[[ RECORDED INFORMATION open ]]

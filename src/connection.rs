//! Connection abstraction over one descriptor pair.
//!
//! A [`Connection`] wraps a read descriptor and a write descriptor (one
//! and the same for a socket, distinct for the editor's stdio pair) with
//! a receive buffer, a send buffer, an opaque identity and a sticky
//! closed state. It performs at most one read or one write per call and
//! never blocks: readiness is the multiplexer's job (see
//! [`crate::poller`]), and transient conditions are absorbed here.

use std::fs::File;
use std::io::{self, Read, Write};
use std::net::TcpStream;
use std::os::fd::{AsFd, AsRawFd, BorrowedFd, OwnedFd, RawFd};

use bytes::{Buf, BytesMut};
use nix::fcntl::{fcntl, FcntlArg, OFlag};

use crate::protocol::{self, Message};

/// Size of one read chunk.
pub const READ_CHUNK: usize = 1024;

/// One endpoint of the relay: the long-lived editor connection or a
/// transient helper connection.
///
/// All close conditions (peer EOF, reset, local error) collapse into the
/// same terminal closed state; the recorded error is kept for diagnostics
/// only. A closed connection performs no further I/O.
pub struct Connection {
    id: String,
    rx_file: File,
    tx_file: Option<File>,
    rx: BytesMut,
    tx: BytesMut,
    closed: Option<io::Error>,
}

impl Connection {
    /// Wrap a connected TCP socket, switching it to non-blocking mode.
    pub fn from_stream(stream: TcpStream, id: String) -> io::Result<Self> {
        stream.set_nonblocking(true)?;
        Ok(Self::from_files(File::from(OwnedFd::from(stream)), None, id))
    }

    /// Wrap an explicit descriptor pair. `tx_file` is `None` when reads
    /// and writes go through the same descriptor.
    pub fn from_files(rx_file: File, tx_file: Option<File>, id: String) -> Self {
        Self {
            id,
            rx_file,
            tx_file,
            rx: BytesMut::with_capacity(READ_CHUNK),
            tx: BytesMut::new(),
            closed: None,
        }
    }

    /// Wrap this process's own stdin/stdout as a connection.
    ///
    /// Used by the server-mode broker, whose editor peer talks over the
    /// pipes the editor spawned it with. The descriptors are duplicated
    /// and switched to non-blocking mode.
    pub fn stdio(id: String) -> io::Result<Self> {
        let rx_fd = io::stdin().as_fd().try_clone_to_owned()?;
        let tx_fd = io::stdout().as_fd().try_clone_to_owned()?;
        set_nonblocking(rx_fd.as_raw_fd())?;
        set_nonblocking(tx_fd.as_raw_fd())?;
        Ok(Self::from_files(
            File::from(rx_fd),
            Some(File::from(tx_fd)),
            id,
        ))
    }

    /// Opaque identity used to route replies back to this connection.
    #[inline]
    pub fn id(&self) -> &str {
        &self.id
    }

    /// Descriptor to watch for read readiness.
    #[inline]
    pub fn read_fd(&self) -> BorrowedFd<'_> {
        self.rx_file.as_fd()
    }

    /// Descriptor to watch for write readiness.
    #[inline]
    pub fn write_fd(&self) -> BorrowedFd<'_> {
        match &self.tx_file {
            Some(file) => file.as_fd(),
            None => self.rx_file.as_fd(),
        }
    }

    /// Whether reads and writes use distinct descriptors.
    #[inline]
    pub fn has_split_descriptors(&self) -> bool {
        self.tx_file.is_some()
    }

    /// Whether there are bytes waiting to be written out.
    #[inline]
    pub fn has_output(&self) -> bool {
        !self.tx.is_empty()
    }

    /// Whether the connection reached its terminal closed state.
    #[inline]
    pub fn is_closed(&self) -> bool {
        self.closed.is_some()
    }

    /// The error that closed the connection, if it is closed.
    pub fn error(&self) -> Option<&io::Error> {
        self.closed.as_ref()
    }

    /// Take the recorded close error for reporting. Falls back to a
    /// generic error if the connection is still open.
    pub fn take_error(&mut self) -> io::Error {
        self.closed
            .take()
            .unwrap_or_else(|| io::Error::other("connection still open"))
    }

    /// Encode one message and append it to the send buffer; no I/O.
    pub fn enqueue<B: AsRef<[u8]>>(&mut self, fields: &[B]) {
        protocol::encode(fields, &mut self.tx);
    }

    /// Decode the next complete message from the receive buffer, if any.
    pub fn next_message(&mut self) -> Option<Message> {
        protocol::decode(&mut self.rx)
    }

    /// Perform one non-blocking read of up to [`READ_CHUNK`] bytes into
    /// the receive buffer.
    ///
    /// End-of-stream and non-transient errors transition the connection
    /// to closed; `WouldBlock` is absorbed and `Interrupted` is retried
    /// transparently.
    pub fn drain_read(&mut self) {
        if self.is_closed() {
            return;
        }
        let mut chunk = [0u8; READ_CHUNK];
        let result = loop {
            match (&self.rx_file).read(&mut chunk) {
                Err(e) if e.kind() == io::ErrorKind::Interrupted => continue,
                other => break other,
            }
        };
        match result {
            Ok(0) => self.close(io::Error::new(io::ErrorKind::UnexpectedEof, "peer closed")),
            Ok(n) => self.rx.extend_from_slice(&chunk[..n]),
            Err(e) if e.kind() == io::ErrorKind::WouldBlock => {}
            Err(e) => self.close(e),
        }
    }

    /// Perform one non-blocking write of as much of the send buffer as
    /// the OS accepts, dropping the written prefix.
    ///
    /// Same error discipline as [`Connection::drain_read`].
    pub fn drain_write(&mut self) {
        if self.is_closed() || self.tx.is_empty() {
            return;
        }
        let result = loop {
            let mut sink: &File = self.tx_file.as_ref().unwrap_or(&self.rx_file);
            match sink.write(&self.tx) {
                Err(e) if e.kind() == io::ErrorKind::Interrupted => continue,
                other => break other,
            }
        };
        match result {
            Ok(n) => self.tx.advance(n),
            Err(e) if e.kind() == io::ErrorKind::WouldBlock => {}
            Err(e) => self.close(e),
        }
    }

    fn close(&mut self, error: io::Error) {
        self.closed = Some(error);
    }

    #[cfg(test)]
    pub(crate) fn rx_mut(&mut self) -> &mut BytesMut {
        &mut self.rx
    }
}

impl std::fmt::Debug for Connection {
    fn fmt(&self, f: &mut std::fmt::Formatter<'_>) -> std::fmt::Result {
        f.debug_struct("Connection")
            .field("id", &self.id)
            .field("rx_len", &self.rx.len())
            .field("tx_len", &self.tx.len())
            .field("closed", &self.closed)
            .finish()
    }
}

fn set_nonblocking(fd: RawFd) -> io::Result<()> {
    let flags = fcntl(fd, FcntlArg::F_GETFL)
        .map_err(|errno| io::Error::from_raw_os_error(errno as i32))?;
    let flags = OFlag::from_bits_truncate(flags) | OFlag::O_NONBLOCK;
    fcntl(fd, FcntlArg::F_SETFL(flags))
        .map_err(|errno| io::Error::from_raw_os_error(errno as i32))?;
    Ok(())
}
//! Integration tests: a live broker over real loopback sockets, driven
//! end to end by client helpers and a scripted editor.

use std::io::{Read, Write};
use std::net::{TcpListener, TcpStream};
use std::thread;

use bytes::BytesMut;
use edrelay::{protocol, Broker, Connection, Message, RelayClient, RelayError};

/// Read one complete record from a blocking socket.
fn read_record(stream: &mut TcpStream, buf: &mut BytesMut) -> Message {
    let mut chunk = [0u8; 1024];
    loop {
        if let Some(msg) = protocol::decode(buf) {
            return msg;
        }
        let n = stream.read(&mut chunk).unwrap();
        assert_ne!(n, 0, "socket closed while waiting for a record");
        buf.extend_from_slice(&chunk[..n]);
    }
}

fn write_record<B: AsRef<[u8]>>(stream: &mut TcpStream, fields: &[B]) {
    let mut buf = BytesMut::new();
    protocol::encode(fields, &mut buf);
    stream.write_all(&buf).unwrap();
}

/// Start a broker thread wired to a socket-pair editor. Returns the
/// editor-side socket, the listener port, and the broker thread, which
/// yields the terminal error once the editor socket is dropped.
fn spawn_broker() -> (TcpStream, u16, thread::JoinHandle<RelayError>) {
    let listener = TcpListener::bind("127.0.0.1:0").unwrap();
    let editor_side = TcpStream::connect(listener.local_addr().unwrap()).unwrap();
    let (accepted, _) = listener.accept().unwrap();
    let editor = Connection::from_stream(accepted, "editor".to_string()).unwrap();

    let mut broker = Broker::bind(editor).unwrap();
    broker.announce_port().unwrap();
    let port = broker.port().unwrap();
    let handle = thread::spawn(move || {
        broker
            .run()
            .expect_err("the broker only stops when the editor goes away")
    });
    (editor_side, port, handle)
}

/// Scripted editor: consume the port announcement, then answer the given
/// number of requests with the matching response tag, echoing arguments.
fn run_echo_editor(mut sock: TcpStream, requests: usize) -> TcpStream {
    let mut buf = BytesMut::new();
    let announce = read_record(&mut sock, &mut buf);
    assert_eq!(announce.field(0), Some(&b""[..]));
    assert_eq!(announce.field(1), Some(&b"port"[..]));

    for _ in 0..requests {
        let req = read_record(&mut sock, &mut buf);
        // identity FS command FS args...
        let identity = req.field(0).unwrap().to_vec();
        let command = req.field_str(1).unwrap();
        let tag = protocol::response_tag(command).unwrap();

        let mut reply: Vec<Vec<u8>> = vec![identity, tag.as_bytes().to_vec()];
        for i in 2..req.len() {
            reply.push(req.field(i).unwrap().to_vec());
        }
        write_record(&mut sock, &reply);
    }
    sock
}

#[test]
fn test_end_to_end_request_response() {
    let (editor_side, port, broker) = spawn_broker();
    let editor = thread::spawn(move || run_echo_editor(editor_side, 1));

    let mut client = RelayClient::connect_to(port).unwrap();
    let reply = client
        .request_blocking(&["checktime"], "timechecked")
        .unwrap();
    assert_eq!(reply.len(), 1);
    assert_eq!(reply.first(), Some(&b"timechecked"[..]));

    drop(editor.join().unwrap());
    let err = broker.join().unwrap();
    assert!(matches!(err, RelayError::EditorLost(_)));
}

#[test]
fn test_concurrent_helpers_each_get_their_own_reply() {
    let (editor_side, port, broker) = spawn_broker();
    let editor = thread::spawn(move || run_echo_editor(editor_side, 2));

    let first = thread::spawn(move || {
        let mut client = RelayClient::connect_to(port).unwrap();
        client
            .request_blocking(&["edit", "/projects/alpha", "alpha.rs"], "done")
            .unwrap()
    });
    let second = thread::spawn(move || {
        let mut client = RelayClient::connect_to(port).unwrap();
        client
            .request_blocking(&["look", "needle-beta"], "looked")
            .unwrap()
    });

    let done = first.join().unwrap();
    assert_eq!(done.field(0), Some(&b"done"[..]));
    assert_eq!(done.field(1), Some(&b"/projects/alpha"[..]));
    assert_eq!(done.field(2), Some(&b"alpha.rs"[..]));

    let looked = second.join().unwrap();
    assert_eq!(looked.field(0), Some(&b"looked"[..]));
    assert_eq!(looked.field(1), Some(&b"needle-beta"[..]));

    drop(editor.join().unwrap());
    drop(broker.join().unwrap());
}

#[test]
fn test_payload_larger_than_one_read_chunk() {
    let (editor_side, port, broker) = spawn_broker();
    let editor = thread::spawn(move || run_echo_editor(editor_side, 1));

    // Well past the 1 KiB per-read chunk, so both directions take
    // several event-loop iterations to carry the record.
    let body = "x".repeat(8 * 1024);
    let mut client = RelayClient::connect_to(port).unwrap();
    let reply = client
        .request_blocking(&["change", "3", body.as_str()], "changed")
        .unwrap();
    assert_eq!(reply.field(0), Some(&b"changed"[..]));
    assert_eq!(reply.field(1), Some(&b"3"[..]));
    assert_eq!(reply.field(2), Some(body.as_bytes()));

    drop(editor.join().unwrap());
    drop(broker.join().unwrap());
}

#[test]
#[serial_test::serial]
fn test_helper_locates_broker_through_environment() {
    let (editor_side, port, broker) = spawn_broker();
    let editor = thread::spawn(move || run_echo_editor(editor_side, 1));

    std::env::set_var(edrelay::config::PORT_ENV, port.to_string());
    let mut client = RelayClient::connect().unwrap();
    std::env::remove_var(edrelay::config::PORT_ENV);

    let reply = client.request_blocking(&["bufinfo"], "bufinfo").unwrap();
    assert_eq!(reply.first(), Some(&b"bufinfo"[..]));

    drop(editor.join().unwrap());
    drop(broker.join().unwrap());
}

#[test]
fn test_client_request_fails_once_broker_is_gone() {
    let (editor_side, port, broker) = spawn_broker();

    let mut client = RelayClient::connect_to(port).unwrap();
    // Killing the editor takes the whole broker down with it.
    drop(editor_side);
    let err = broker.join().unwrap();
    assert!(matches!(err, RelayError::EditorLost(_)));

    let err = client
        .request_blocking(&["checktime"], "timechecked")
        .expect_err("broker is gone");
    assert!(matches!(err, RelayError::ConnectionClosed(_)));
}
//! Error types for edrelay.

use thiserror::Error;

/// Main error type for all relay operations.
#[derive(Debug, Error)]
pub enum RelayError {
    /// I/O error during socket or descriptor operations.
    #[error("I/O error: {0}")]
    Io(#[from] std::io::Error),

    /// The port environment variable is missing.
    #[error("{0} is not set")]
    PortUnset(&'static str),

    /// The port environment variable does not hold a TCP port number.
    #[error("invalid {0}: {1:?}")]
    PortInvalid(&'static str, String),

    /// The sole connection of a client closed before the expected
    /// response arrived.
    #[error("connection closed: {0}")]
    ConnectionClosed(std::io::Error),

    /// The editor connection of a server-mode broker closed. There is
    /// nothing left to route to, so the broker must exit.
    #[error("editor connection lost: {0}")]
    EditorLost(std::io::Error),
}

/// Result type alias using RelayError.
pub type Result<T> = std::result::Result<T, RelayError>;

[[ RECORDED INFORMATION closed ]]

#### WHAT IS NEEDED
Please find each line in the records above that holds the word "writes", and copy it.

#### EXERCISE RESULT
    /// and writes go through the same descriptor.
    /// Whether reads and writes use distinct descriptors.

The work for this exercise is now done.